Instructions to follow:
Please copy out the entries below exactly, beginning with the line that contains "impl Sum for" and ending with the line that contains "fn serialize<S: Serializer>(&self, serializer: S)", and include nothing outside that span.

━━━━━ Input ━━━━━

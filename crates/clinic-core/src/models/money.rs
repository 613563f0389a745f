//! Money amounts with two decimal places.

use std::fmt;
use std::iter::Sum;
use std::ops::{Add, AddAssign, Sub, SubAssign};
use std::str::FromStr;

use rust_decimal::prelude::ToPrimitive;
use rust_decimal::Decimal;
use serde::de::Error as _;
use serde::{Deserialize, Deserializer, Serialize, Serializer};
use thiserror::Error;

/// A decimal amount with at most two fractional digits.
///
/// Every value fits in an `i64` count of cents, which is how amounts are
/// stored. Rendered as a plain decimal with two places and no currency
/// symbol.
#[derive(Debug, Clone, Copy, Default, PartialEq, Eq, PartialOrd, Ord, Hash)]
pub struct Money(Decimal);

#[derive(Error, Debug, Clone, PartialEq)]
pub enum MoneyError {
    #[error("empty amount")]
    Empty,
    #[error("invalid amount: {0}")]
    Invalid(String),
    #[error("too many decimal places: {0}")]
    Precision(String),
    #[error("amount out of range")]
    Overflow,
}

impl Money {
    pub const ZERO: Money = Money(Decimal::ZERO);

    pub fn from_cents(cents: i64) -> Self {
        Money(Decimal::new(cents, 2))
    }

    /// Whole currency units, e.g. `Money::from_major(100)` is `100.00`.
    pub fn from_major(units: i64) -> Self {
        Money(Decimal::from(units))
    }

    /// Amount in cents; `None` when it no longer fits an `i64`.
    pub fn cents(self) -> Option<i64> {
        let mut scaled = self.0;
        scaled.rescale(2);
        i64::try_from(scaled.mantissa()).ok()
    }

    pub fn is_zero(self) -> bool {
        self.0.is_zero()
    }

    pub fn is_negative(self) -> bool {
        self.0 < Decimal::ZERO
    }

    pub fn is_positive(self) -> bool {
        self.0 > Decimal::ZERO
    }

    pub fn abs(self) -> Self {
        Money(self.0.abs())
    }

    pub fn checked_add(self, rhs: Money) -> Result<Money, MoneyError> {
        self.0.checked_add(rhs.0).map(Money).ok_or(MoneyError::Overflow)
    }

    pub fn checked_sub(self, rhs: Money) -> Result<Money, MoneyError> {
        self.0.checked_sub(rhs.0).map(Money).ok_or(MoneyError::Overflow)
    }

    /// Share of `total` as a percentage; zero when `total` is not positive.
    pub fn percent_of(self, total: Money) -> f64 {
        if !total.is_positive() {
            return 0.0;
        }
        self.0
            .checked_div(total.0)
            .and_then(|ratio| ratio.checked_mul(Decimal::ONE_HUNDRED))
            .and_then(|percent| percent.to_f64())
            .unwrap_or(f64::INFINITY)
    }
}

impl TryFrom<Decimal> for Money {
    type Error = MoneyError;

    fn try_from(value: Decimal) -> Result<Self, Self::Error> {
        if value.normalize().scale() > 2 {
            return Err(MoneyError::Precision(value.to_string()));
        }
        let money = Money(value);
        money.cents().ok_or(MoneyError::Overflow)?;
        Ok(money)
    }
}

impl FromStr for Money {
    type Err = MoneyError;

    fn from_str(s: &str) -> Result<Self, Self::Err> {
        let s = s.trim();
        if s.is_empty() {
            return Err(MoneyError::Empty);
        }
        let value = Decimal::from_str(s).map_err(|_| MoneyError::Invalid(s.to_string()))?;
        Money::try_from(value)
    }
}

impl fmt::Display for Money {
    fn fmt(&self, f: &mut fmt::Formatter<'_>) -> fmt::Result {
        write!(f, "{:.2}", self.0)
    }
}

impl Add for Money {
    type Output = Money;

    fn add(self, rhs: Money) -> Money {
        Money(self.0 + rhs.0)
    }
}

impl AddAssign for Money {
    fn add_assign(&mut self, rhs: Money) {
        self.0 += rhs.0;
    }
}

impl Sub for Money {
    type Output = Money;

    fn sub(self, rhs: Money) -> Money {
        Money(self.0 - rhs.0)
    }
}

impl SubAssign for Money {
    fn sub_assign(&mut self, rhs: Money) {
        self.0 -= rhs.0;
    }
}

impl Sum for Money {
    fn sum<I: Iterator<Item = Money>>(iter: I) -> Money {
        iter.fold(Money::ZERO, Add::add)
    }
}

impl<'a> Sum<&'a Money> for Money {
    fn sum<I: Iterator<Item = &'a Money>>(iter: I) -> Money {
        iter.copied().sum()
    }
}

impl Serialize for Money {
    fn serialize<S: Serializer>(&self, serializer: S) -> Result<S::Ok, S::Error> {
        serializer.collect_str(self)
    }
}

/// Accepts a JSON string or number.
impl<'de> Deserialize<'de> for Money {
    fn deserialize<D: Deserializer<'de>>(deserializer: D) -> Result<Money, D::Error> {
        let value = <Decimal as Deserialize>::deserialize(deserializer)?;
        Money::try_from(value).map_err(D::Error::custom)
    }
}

━━━━━

Answer:
impl Sum for Money {
    fn sum<I: Iterator<Item = Money>>(iter: I) -> Money {
        iter.fold(Money::ZERO, Add::add)
    }
}

impl<'a> Sum<&'a Money> for Money {
    fn sum<I: Iterator<Item = &'a Money>>(iter: I) -> Money {
        iter.copied().sum()
    }
}

impl Serialize for Money {
    fn serialize<S: Serializer>(&self, serializer: S) -> Result<S::Ok, S::Error> {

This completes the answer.